Correlation with US stocks
While bitcoin is often described as an alternative to gold, its historical price action suggests it's more closely related to stocks. Investors have flocked to the cryptocurrency sector with the objective of gaining exposure to returns that are uncorrelated to traditional asset classes like stocks, bonds, and precious metals, as well as hedging against rising inflation.
Derivatives
A derivative is a contract between two parties which derives its value/price from an underlying asset. The most common types of derivatives are futures and options.
Funding Rate
Funding rates are periodic payments either to traders that are long or short based on the difference between perpetual contract markets and spot prices. Therefore, depending on open positions, traders will either pay or receive funding.
Long/short Ratio
The proportion of net long and net short accounts to total accounts with positions. Each account is counted once only.
Open Interest
Open interest is a tool that can prove to be very insightful for traders. It provides, in real-time, a total number of open positions held by market participants. The open interest is founded by summing the quantity of all opened trades and then subtracting the number of trades that have been closed.
Implied Volatility
Implied volatility is the market's forecast of a likely movement in price. It doesn't predict the direction in which the price change will proceed. For example, high volatility means a large price swing, but the price could swing upward (very high), downward (very low), or fluctuate between the two directions. Low volatility means that the price likely won't make broad, unpredictable changes.
Term Structure
The term structure of interest rates is the relationship between interest rates and different maturities. The term structure of interest rates reflects the expectations of market participants about future changes in interest rates. In general terms, yields increase in line with maturity, giving rise to an upward-sloping, or normal, yield curve. One basic explanation for this phenomenon is that investors demand higher interest rates for longer-term investments as compensation for investing their money in longer-duration investments. This is important as it is a gauge market's feeling about risk.
Greeks
The variables that are used to assess risk in the options market are commonly referred to as "the Greeks".

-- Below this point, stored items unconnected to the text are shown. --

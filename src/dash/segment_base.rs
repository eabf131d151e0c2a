//! SegmentBase resolution: the representation is one media file carrying its own index (SIDX for
//! fMP4, Cues for WebM) in a declared byte range. The factory records the range; the index is
//! fetched and parsed when the stream's segment index is first realized.

use std::sync::Arc;

use tracing::warn;

use crate::dash::context::Context;
use crate::dash::resolve_uris;
use crate::dash::source::{Container, SegmentBaseSource, SegmentIndexSource};
use crate::media::segment::{InitSegmentReference, MediaQuality};
use crate::{Error, Result};

/// Parse a DASH byte-range attribute of the form "first-last".
pub(crate) fn parse_byte_range(s: &str) -> Option<(u64, u64)> {
    let (first, last) = s.split_once('-')?;
    Some((first.trim().parse().ok()?, last.trim().parse().ok()?))
}

pub fn create_source(
    ctx: &mut Context,
    rep_id: &str,
) -> Result<(SegmentIndexSource, Option<Arc<InitSegmentReference>>)> {
    let sb = ctx
        .inherited_segment_base()
        .cloned()
        .ok_or_else(|| Error::NoSegmentInfo(rep_id.to_string()))?;

    let mime = ctx
        .inherit(|f| f.mime_type.as_deref())
        .unwrap_or_default()
        .to_string();
    let container = if mime.contains("mp4") {
        Container::Mp4
    } else if mime.contains("webm") {
        Container::Webm
    } else {
        return Err(Error::UnsupportedContainer(mime));
    };

    let media_uris = ctx.base_urls().to_vec();
    if media_uris.is_empty() {
        return Err(Error::NoSegmentInfo(rep_id.to_string()));
    }

    let index_range = sb
        .indexRange
        .as_deref()
        .or_else(|| sb.RepresentationIndex.as_ref().and_then(|ri| ri.range.as_deref()))
        .and_then(parse_byte_range);
    let Some((index_start, index_end)) = index_range else {
        // Serving the SIDX through a dedicated index request is not implemented; without a
        // declared range the representation cannot be indexed.
        if !ctx.index_range_warning_given {
            warn!("SegmentBase without @indexRange; the representation cannot be used");
            ctx.index_range_warning_given = true;
        }
        return Err(Error::NoSegmentInfo(rep_id.to_string()));
    };

    let init_segment = match &sb.initialization {
        Some(initialization) => {
            let uris = match initialization.sourceURL.as_deref() {
                Some(source_url) => resolve_uris(ctx.base_urls(), source_url),
                None => media_uris.clone(),
            };
            let (start, end) = initialization
                .range
                .as_deref()
                .and_then(parse_byte_range)
                .map(|(s, e)| (s, Some(e)))
                .unwrap_or((0, None));
            InitSegmentReference::new(uris, start, end)
        }
        None => {
            if container == Container::Webm {
                // the Cues cannot be interpreted without the Info element of the init segment
                return Err(Error::WebmMissingInit);
            }
            // self-initializing fMP4: everything before the index is initialization data
            InitSegmentReference::new(media_uris.clone(), 0, Some(index_start.saturating_sub(1)))
        }
    };
    let mut init_segment = init_segment;
    init_segment.quality = MediaQuality {
        bandwidth: ctx.bandwidth,
        codecs: ctx.inherit(|f| f.codecs.as_deref()).unwrap_or_default().to_string(),
        width: ctx.inherit(|f| f.width.as_ref()).copied(),
        height: ctx.inherit(|f| f.height.as_ref()).copied(),
        frame_rate: ctx.inherit(|f| f.frame_rate.as_ref()).copied(),
        sampling_rate: ctx.inherit(|f| f.sampling_rate.as_ref()).copied(),
        channel_count: ctx.inherit(|f| f.channel_count.as_ref()).copied(),
    };
    let init_segment = Arc::new(init_segment);

    let timescale = sb.timescale.unwrap_or(1).max(1);
    let pto_seconds = sb.presentationTimeOffset.unwrap_or(0) as f64 / timescale as f64;
    let period_start = ctx.period_info.start;

    let source = SegmentBaseSource {
        media_uris,
        index_start,
        index_end,
        init_segment: init_segment.clone(),
        container,
        timestamp_offset: period_start - pto_seconds,
        period_start,
        period_end: ctx.period_info.end(),
    };
    Ok((
        SegmentIndexSource::SegmentBase(Box::new(source)),
        Some(init_segment),
    ))
}

#[cfg(test)]
mod tests {
    use super::*;
    use crate::dash::context::{InheritanceFrame, PeriodInfo};
    use crate::mpd;
    use url::Url;

    fn context(mime: &str, segment_base: mpd::SegmentBase) -> Context {
        let mut representation = InheritanceFrame {
            base_urls: vec![Url::parse("http://cdn.example.com/media.mp4").unwrap()],
            mime_type: Some(mime.to_string()),
            ..Default::default()
        };
        representation.segment_base = Some(segment_base);
        Context {
            dynamic: false,
            period: InheritanceFrame::default(),
            adaptation_set: InheritanceFrame::default(),
            representation,
            period_info: PeriodInfo {
                id: "p0".to_string(),
                start: 0.0,
                duration: Some(30.0),
                is_last_period: true,
            },
            bandwidth: 1000,
            profiles: vec![],
            index_range_warning_given: false,
        }
    }

    #[test]
    fn test_parse_byte_range() {
        assert_eq!(parse_byte_range("100-200"), Some((100, 200)));
        assert_eq!(parse_byte_range("bogus"), None);
    }

    #[test]
    fn test_mp4_source() {
        let sb = mpd::SegmentBase {
            indexRange: Some("800-1199".to_string()),
            initialization: Some(mpd::Initialization {
                sourceURL: Some("init.mp4".to_string()),
                range: Some("0-799".to_string()),
            }),
            ..Default::default()
        };
        let mut ctx = context("video/mp4", sb);
        let (source, init) = create_source(&mut ctx, "v1").unwrap();
        let init = init.unwrap();
        assert_eq!(init.uris[0].as_str(), "http://cdn.example.com/init.mp4");
        assert_eq!((init.start_byte, init.end_byte), (0, Some(799)));
        match source {
            SegmentIndexSource::SegmentBase(sb) => {
                assert_eq!(sb.container, Container::Mp4);
                assert_eq!((sb.index_start, sb.index_end), (800, 1199));
            }
            other => panic!("unexpected source {other:?}"),
        }
    }

    #[test]
    fn test_unsupported_container() {
        let sb = mpd::SegmentBase {
            indexRange: Some("0-100".to_string()),
            ..Default::default()
        };
        let mut ctx = context("video/mp2t", sb);
        assert!(matches!(
            create_source(&mut ctx, "v1"),
            Err(Error::UnsupportedContainer(_))
        ));
    }

    #[test]
    fn test_webm_requires_init() {
        let sb = mpd::SegmentBase {
            indexRange: Some("0-100".to_string()),
            ..Default::default()
        };
        let mut ctx = context("video/webm", sb);
        assert!(matches!(create_source(&mut ctx, "v1"), Err(Error::WebmMissingInit)));
    }

    #[test]
    fn test_missing_index_range() {
        let sb = mpd::SegmentBase::default();
        let mut ctx = context("video/mp4", sb);
        assert!(matches!(create_source(&mut ctx, "v1"), Err(Error::NoSegmentInfo(_))));
        assert!(ctx.index_range_warning_given);
    }
}
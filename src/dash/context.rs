//! The inheritance model of the MPD walk. Each level (Period, AdaptationSet, Representation)
//! constructs an immutable frame by copying its parent's frame and overriding whatever the XML
//! element declares; querying walks Representation -> AdaptationSet -> Period. The whole context
//! is cheaply cloneable so segment-index factories can capture a snapshot at parse time,
//! independent of later walk state.

use url::Url;

use crate::mpd;

/// Per-level inherited values.
#[derive(Debug, Clone, Default)]
pub struct InheritanceFrame {
    /// Resolved against the parent frame's BaseURLs; one entry per CDN candidate.
    pub base_urls: Vec<Url>,
    pub segment_base: Option<mpd::SegmentBase>,
    pub segment_list: Option<mpd::SegmentList>,
    pub segment_template: Option<mpd::SegmentTemplate>,
    pub width: Option<u32>,
    pub height: Option<u32>,
    pub content_type: Option<String>,
    pub mime_type: Option<String>,
    pub codecs: Option<String>,
    pub frame_rate: Option<f64>,
    pub pixel_aspect_ratio: Option<String>,
    /// schemeIdUris of announced in-band event streams.
    pub emsg_schemes: Vec<String>,
    pub id: Option<String>,
    pub channel_count: Option<u32>,
    pub sampling_rate: Option<u32>,
    /// Sum of `@availabilityTimeOffset` along the inheritance chain.
    pub availability_time_offset: f64,
}

impl InheritanceFrame {
    /// Start a child frame from a parent: everything inherited, per-node id reset.
    pub fn derive(parent: &InheritanceFrame) -> InheritanceFrame {
        let mut frame = parent.clone();
        frame.id = None;
        frame
    }

    /// Resolve BaseURL children against the inherited URLs. Several BaseURLs denote alternative
    /// CDN locations; a relative child multiplies against every inherited candidate.
    pub fn apply_base_urls(&mut self, base_urls: &[mpd::BaseURL]) {
        if base_urls.is_empty() {
            return;
        }
        let mut resolved = Vec::new();
        for base in base_urls {
            self.availability_time_offset += base.availability_time_offset.unwrap_or(0.0);
            if let Ok(absolute) = Url::parse(&base.base) {
                resolved.push(absolute);
                continue;
            }
            for parent in &self.base_urls {
                if let Ok(joined) = parent.join(&base.base) {
                    resolved.push(joined);
                }
            }
        }
        if !resolved.is_empty() {
            self.base_urls = resolved;
        }
    }

    /// Fold one level's segment descriptors into the frame, accumulating availabilityTimeOffset
    /// from SegmentBase and SegmentTemplate. A re-declared descriptor merges attribute-wise with
    /// the inherited one: attributes set on the child win, absent ones fall through.
    pub fn apply_segment_info(
        &mut self,
        segment_base: &Option<mpd::SegmentBase>,
        segment_list: &Option<mpd::SegmentList>,
        segment_template: &Option<mpd::SegmentTemplate>,
    ) {
        if let Some(sb) = segment_base {
            self.availability_time_offset += sb.availabilityTimeOffset.unwrap_or(0.0);
            self.segment_base = Some(match &self.segment_base {
                Some(parent) => merge_segment_base(sb, parent),
                None => sb.clone(),
            });
        }
        if let Some(sl) = segment_list {
            self.segment_list = Some(match &self.segment_list {
                Some(parent) => merge_segment_list(sl, parent),
                None => sl.clone(),
            });
        }
        if let Some(st) = segment_template {
            self.availability_time_offset += st.availabilityTimeOffset.unwrap_or(0.0);
            self.segment_template = Some(match &self.segment_template {
                Some(parent) => merge_segment_template(st, parent),
                None => st.clone(),
            });
        }
    }
}

fn merge_segment_template(child: &mpd::SegmentTemplate, parent: &mpd::SegmentTemplate) -> mpd::SegmentTemplate {
    mpd::SegmentTemplate {
        initialization: child.initialization.clone().or_else(|| parent.initialization.clone()),
        media: child.media.clone().or_else(|| parent.media.clone()),
        index: child.index.clone().or_else(|| parent.index.clone()),
        SegmentTimeline: child.SegmentTimeline.clone().or_else(|| parent.SegmentTimeline.clone()),
        startNumber: child.startNumber.or(parent.startNumber),
        duration: child.duration.or(parent.duration),
        timescale: child.timescale.or(parent.timescale),
        presentationTimeOffset: child.presentationTimeOffset.or(parent.presentationTimeOffset),
        availabilityTimeOffset: child.availabilityTimeOffset.or(parent.availabilityTimeOffset),
    }
}

fn merge_segment_base(child: &mpd::SegmentBase, parent: &mpd::SegmentBase) -> mpd::SegmentBase {
    mpd::SegmentBase {
        initialization: child.initialization.clone().or_else(|| parent.initialization.clone()),
        RepresentationIndex: child
            .RepresentationIndex
            .clone()
            .or_else(|| parent.RepresentationIndex.clone()),
        timescale: child.timescale.or(parent.timescale),
        presentationTimeOffset: child.presentationTimeOffset.or(parent.presentationTimeOffset),
        indexRange: child.indexRange.clone().or_else(|| parent.indexRange.clone()),
        indexRangeExact: child.indexRangeExact.or(parent.indexRangeExact),
        availabilityTimeOffset: child.availabilityTimeOffset.or(parent.availabilityTimeOffset),
    }
}

fn merge_segment_list(child: &mpd::SegmentList, parent: &mpd::SegmentList) -> mpd::SegmentList {
    mpd::SegmentList {
        duration: child.duration.or(parent.duration),
        timescale: child.timescale.or(parent.timescale),
        presentationTimeOffset: child.presentationTimeOffset.or(parent.presentationTimeOffset),
        Initialization: child.Initialization.clone().or_else(|| parent.Initialization.clone()),
        SegmentTimeline: child.SegmentTimeline.clone().or_else(|| parent.SegmentTimeline.clone()),
        segment_urls: if child.segment_urls.is_empty() {
            parent.segment_urls.clone()
        } else {
            child.segment_urls.clone()
        },
    }
}

/// Timing of the period being walked.
#[derive(Debug, Clone)]
pub struct PeriodInfo {
    pub id: String,
    /// Seconds from the presentation start.
    pub start: f64,
    /// `None` while unknown (open-ended last period of a live presentation).
    pub duration: Option<f64>,
    pub is_last_period: bool,
}

impl PeriodInfo {
    pub fn end(&self) -> f64 {
        match self.duration {
            Some(d) => self.start + d,
            None => f64::INFINITY,
        }
    }
}

/// The mutable walk state, shallow-copyable at representation time so per-stream factories see a
/// snapshot.
#[derive(Debug, Clone)]
pub struct Context {
    pub dynamic: bool,
    pub period: InheritanceFrame,
    pub adaptation_set: InheritanceFrame,
    pub representation: InheritanceFrame,
    pub period_info: PeriodInfo,
    pub bandwidth: u64,
    pub profiles: Vec<String>,
    pub index_range_warning_given: bool,
}

impl Context {
    /// Walk Representation -> AdaptationSet -> Period, returning the first hit.
    pub fn inherit<'a, T: ?Sized>(
        &'a self,
        get: impl Fn(&'a InheritanceFrame) -> Option<&'a T>,
    ) -> Option<&'a T> {
        get(&self.representation)
            .or_else(|| get(&self.adaptation_set))
            .or_else(|| get(&self.period))
    }

    pub fn inherited_segment_base(&self) -> Option<&mpd::SegmentBase> {
        self.inherit(|f| f.segment_base.as_ref())
    }

    pub fn inherited_segment_list(&self) -> Option<&mpd::SegmentList> {
        self.inherit(|f| f.segment_list.as_ref())
    }

    pub fn inherited_segment_template(&self) -> Option<&mpd::SegmentTemplate> {
        self.inherit(|f| f.segment_template.as_ref())
    }

    pub fn base_urls(&self) -> &[Url] {
        &self.representation.base_urls
    }
}

#[cfg(test)]
mod tests {
    use super::*;

    #[test]
    fn test_base_url_resolution() {
        let mut frame = InheritanceFrame {
            base_urls: vec![Url::parse("http://cdn.example.com/live/").unwrap()],
            ..Default::default()
        };
        frame.apply_base_urls(&[mpd::BaseURL {
            base: "video/".to_string(),
            ..Default::default()
        }]);
        assert_eq!(frame.base_urls[0].as_str(), "http://cdn.example.com/live/video/");

        // an absolute child replaces the inherited bases
        frame.apply_base_urls(&[mpd::BaseURL {
            base: "https://other.example.com/a/".to_string(),
            ..Default::default()
        }]);
        assert_eq!(frame.base_urls[0].as_str(), "https://other.example.com/a/");
    }

    #[test]
    fn test_multiple_cdn_candidates() {
        let mut frame = InheritanceFrame {
            base_urls: vec![Url::parse("http://cdn1.example.com/").unwrap()],
            ..Default::default()
        };
        frame.apply_base_urls(&[
            mpd::BaseURL {
                base: "http://cdn2.example.com/".to_string(),
                ..Default::default()
            },
            mpd::BaseURL {
                base: "http://cdn3.example.com/".to_string(),
                ..Default::default()
            },
        ]);
        assert_eq!(frame.base_urls.len(), 2);
    }

    #[test]
    fn test_availability_time_offset_accumulates() {
        let mut frame = InheritanceFrame::default();
        frame.apply_base_urls(&[mpd::BaseURL {
            base: "http://cdn.example.com/".to_string(),
            availability_time_offset: Some(1.5),
            ..Default::default()
        }]);
        frame.apply_segment_info(
            &Some(mpd::SegmentBase {
                availabilityTimeOffset: Some(0.5),
                ..Default::default()
            }),
            &None,
            &Some(mpd::SegmentTemplate {
                availabilityTimeOffset: Some(1.0),
                ..Default::default()
            }),
        );
        assert_eq!(frame.availability_time_offset, 3.0);
    }

    #[test]
    fn test_inheritance_order() {
        let mut period = InheritanceFrame::default();
        period.mime_type = Some("video/mp4".to_string());
        period.codecs = Some("avc1".to_string());
        let mut adaptation = InheritanceFrame::derive(&period);
        adaptation.codecs = Some("hvc1".to_string());
        let representation = InheritanceFrame::derive(&adaptation);

        let ctx = Context {
            dynamic: false,
            period,
            adaptation_set: adaptation,
            representation,
            period_info: PeriodInfo {
                id: "p0".to_string(),
                start: 0.0,
                duration: None,
                is_last_period: true,
            },
            bandwidth: 0,
            profiles: vec![],
            index_range_warning_given: false,
        };
        assert_eq!(ctx.inherit(|f| f.codecs.as_deref()), Some("hvc1"));
        assert_eq!(ctx.inherit(|f| f.mime_type.as_deref()), Some("video/mp4"));
        assert_eq!(ctx.period_info.end(), f64::INFINITY);
    }
}
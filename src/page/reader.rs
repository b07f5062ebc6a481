//! Page Reader
//!
//! Lazily decodes pages from a type file, in file order.

use std::fs::File;
use std::io::{BufRead, BufReader, ErrorKind};
use std::path::Path;

use crate::error::{Result, StoreError};

use super::row::{Row, RowReader};
use super::{Page, PAGE_MARKER, PAGE_SIZE};

/// Iterator over the pages of one type file
///
/// Yields `Err` at most once; iteration stops after the first error.
pub struct PageReader<R> {
    /// `None` when the underlying file does not exist
    rows: Option<RowReader<R>>,
    header: Option<Vec<String>>,
    next_number: u32,
    done: bool,
}

impl<R: BufRead> PageReader<R> {
    /// Start decoding; consumes the header row
    pub fn new(reader: R) -> Result<Self> {
        let mut rows = RowReader::new(reader);
        let header = rows.next_row()?.map(Row::into_fields);

        Ok(Self {
            rows: Some(rows),
            header,
            next_number: 1,
            done: false,
        })
    }

    /// Field names from the header row, if the stream had one
    pub fn header(&self) -> Option<&[String]> {
        self.header.as_deref()
    }

    fn next_page(&mut self) -> Result<Option<Page>> {
        let rows = match self.rows.as_mut() {
            Some(rows) => rows,
            None => return Ok(None),
        };

        let line_no = rows.line_no();
        let row = match rows.next_row()? {
            Some(row) => row,
            None => return Ok(None),
        };
        if !row.is_marker() {
            return Err(StoreError::Corruption(format!(
                "record row outside of a page at line {}",
                line_no
            )));
        }

        let (number, count) = parse_marker(&row, line_no)?;
        if number != self.next_number {
            return Err(StoreError::Corruption(format!(
                "expected page {} at line {}, found page {}",
                self.next_number, line_no, number
            )));
        }

        // `count` is untrusted; grow as rows actually arrive.
        let mut records = Vec::with_capacity(count.min(PAGE_SIZE));
        while records.len() < count {
            let row_line = rows.line_no();
            match rows.next_row()? {
                Some(row) if row.is_marker() => {
                    return Err(StoreError::Corruption(format!(
                        "page {} declares {} records but a marker follows after {} (line {})",
                        number,
                        count,
                        records.len(),
                        row_line
                    )));
                }
                Some(row) => records.push(row.into_fields()),
                None => {
                    return Err(StoreError::Corruption(format!(
                        "page {} declares {} records but only {} are present",
                        number,
                        count,
                        records.len()
                    )));
                }
            }
        }

        self.next_number += 1;
        Ok(Some(Page { number, records }))
    }
}

impl PageReader<BufReader<File>> {
    /// Open a type file; a missing file decodes as zero pages
    pub fn open(path: &Path) -> Result<Self> {
        match File::open(path) {
            Ok(file) => Self::new(BufReader::new(file)),
            Err(e) if e.kind() == ErrorKind::NotFound => Ok(Self::empty()),
            Err(e) => Err(e.into()),
        }
    }

    fn empty() -> Self {
        Self {
            rows: None,
            header: None,
            next_number: 1,
            done: false,
        }
    }
}

impl<R: BufRead> Iterator for PageReader<R> {
    type Item = Result<Page>;

    fn next(&mut self) -> Option<Self::Item> {
        if self.done {
            return None;
        }
        match self.next_page() {
            Ok(Some(page)) => Some(Ok(page)),
            Ok(None) => {
                self.done = true;
                None
            }
            Err(e) => {
                self.done = true;
                Some(Err(e))
            }
        }
    }
}

/// "PAGE_HEADER 3 10" → (3, 10)
fn parse_marker(row: &Row, line_no: usize) -> Result<(u32, usize)> {
    let malformed = || {
        StoreError::Corruption(format!("malformed page marker at line {}", line_no))
    };

    if row.fields.len() != 1 {
        return Err(malformed());
    }
    let mut tokens = row.fields[0].split_whitespace();
    if tokens.next() != Some(PAGE_MARKER) {
        return Err(malformed());
    }
    let number = tokens
        .next()
        .and_then(|t| t.parse::<u32>().ok())
        .ok_or_else(malformed)?;
    let count = tokens
        .next()
        .and_then(|t| t.parse::<usize>().ok())
        .ok_or_else(malformed)?;
    if tokens.next().is_some() {
        return Err(malformed());
    }
    Ok((number, count))
}

/// Decode every page of an in-memory type file
pub fn decode_pages(bytes: &[u8]) -> Result<Vec<Page>> {
    PageReader::new(bytes)?.collect()
}
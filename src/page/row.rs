//! Row codec
//!
//! Comma-separated rows with double-quote quoting. Quoted values may contain
//! separators, quotes (doubled) and line breaks.

use std::io::{BufRead, Write};

use crate::error::{Result, StoreError};

use super::PAGE_MARKER;

const SEPARATOR: char = ',';
const QUOTE: char = '"';

/// A decoded row
#[derive(Debug, Clone, PartialEq, Eq)]
pub struct Row {
    /// Field values, unquoted
    pub fields: Vec<String>,
    /// Whether the first field was written in quotes
    pub leading_quoted: bool,
}

impl Row {
    /// True if this row is a page marker rather than record data
    pub fn is_marker(&self) -> bool {
        !self.leading_quoted
            && self
                .fields
                .first()
                .is_some_and(|first| first.starts_with(PAGE_MARKER))
    }

    pub fn into_fields(self) -> Vec<String> {
        self.fields
    }
}

// =============================================================================
// Writing
// =============================================================================

/// Write one row, terminated by `\n`
pub fn write_row<W, S>(writer: &mut W, fields: &[S]) -> std::io::Result<()>
where
    W: Write + ?Sized,
    S: AsRef<str>,
{
    let mut line = String::new();
    for (i, field) in fields.iter().enumerate() {
        if i > 0 {
            line.push(SEPARATOR);
        }
        push_field(&mut line, field.as_ref());
    }
    line.push('\n');
    writer.write_all(line.as_bytes())
}

fn needs_quotes(value: &str) -> bool {
    value.is_empty()
        || value.starts_with(PAGE_MARKER)
        || value.contains([SEPARATOR, QUOTE, '\n', '\r'])
}

fn push_field(line: &mut String, value: &str) {
    if !needs_quotes(value) {
        line.push_str(value);
        return;
    }
    line.push(QUOTE);
    for c in value.chars() {
        if c == QUOTE {
            line.push(QUOTE);
        }
        line.push(c);
    }
    line.push(QUOTE);
}

// =============================================================================
// Reading
// =============================================================================

/// Pulls rows one at a time from a buffered reader
pub struct RowReader<R> {
    reader: R,
    /// Physical line number of the next unread line (for error messages)
    line_no: usize,
}

impl<R: BufRead> RowReader<R> {
    pub fn new(reader: R) -> Self {
        Self { reader, line_no: 1 }
    }

    /// Line number where the next row starts
    pub fn line_no(&self) -> usize {
        self.line_no
    }

    /// Read the next non-blank row; `Ok(None)` at end of input
    pub fn next_row(&mut self) -> Result<Option<Row>> {
        loop {
            let mut buf = String::new();
            let start = self.line_no;

            // Keep pulling physical lines while a quoted field is still open.
            loop {
                let read = self.reader.read_line(&mut buf)?;
                if read == 0 {
                    if buf.is_empty() {
                        return Ok(None);
                    }
                    if quote_open(&buf) {
                        return Err(StoreError::Corruption(format!(
                            "unterminated quoted field starting at line {}",
                            start
                        )));
                    }
                    break;
                }
                self.line_no += 1;
                if !quote_open(&buf) {
                    break;
                }
            }

            let line = trim_line_ending(&buf);
            if line.is_empty() {
                continue;
            }
            return Ok(Some(parse_row(line)));
        }
    }
}

/// Odd number of quote characters means a quoted field is still open
fn quote_open(buf: &str) -> bool {
    buf.chars().filter(|&c| c == QUOTE).count() % 2 == 1
}

fn trim_line_ending(buf: &str) -> &str {
    let line = buf.strip_suffix('\n').unwrap_or(buf);
    line.strip_suffix('\r').unwrap_or(line)
}

fn parse_row(line: &str) -> Row {
    let mut fields = Vec::new();
    let mut field = String::new();
    let mut leading_quoted = false;
    let mut in_quotes = false;
    let mut at_field_start = true;
    let mut chars = line.chars().peekable();

    while let Some(c) = chars.next() {
        if in_quotes {
            if c == QUOTE {
                if chars.peek() == Some(&QUOTE) {
                    field.push(QUOTE);
                    chars.next();
                } else {
                    in_quotes = false;
                }
            } else {
                field.push(c);
            }
        } else if c == QUOTE && at_field_start {
            in_quotes = true;
            if fields.is_empty() {
                leading_quoted = true;
            }
        } else if c == SEPARATOR {
            fields.push(std::mem::take(&mut field));
            at_field_start = true;
            continue;
        } else {
            field.push(c);
        }
        at_field_start = false;
    }
    fields.push(field);

    Row {
        fields,
        leading_quoted,
    }
}
//! Type file I/O
//!
//! Whole-file reads and atomic rewrites of paged type files.

use std::fs::{self, File, OpenOptions};
use std::io::BufWriter;
use std::path::{Path, PathBuf};

use crate::error::{Result, StoreError};
use crate::page::{EncodeSummary, PageReader, PageWriter, Record};
use crate::schema::Schema;

/// How a rewrite is performed
#[derive(Debug, Clone, Copy)]
pub struct WriteOptions {
    /// Records per page
    pub page_size: usize,
    /// fsync the new file before it replaces the old one
    pub sync: bool,
}

/// Replace the file at `path` with `fields` and `records`, re-paged from
/// scratch
///
/// The new content is written to a sibling temp file and renamed over the
/// target, so the old file stays intact if anything fails.
pub fn rewrite(
    path: &Path,
    fields: &[String],
    records: &[Record],
    options: WriteOptions,
) -> Result<EncodeSummary> {
    let tmp_path = temp_path(path);

    let result = write_file(&tmp_path, fields, records, options)
        .and_then(|summary| {
            fs::rename(&tmp_path, path)?;
            Ok(summary)
        });

    if result.is_err() {
        // Best effort: the temp file is garbage either way.
        let _ = fs::remove_file(&tmp_path);
    }
    result
}

fn write_file(
    path: &Path,
    fields: &[String],
    records: &[Record],
    options: WriteOptions,
) -> Result<EncodeSummary> {
    let file = OpenOptions::new()
        .create(true)
        .write(true)
        .truncate(true)
        .open(path)?;

    let mut writer = PageWriter::new(BufWriter::new(file), fields, options.page_size)?;
    for record in records {
        writer.add(record.clone())?;
    }
    let (buffered, summary) = writer.finish()?;

    let file: File = buffered
        .into_inner()
        .map_err(|e| StoreError::Storage(e.into_error()))?;
    if options.sync {
        file.sync_all()?;
    }
    Ok(summary)
}

fn temp_path(path: &Path) -> PathBuf {
    let mut name = path.file_name().map(|n| n.to_os_string()).unwrap_or_default();
    name.push(".tmp");
    path.with_file_name(name)
}

/// Read every record of `schema` from `path`, checking each against the
/// schema's arity. A missing file yields no records.
pub fn read_records(path: &Path, schema: &Schema) -> Result<Vec<Record>> {
    let mut records = Vec::new();
    for page in PageReader::open(path)? {
        let page = page?;
        for record in page.records {
            check_arity(schema, &record, page.number)?;
            records.push(record);
        }
    }
    Ok(records)
}

pub(crate) fn check_arity(schema: &Schema, record: &Record, page: u32) -> Result<()> {
    if record.len() != schema.arity() {
        return Err(StoreError::Corruption(format!(
            "record in page {} of type '{}' has {} values, schema has {} fields",
            page,
            schema.name,
            record.len(),
            schema.arity()
        )));
    }
    Ok(())
}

- Delta: represents the rate of change between the option's price and a $1 change in the underlying asset's price. In other words, the price sensitivity of the option is relative to the underlying asset.
- Gamma: represents the rate of change between an option's delta and the underlying asset's price. It indicates the amount the delta would change given a $1 move in the underlying security.
- Vega: represents the rate of change between an option's value and the underlying asset's implied volatility. It indicates the amount an option's price changes given a 1% change in implied volatility.
- Theta: represents the rate of change between the option price and time, or time sensitivity—sometimes known as an option's time decay. Theta indicates the amount an option's price would decrease as the time to expiration decreases, all else equal.
- Rho: represents the rate of change between an option's value and a 1% change in the interest rate. This measures sensitivity to the interest rate.
On-chain Analysis
On-chain analysis is an emerging field aiming at extracting and scrutinizing the available data about public Blockchain transactions to facilitate a better decision making. Its tools and techniques are often applied for trading and investment purposes.
Exchange flow is defined as an amount of coin deposited and coin withdrawal into the known exchange wallets.
Portfolio Optimization
Invented by Nobel Prize winner Dr. Harry Markowitz in the 1950s, is an approach to determine the “optimal” weights for an investment portfolio that maximizes the returns (represented by the expected return of a portfolio) while still minimizing the risks (as reflected by the standard deviation of the returns). A useful way of visualizing the performance of differently weighted portfolios is to plot the average and standard deviation of the returns.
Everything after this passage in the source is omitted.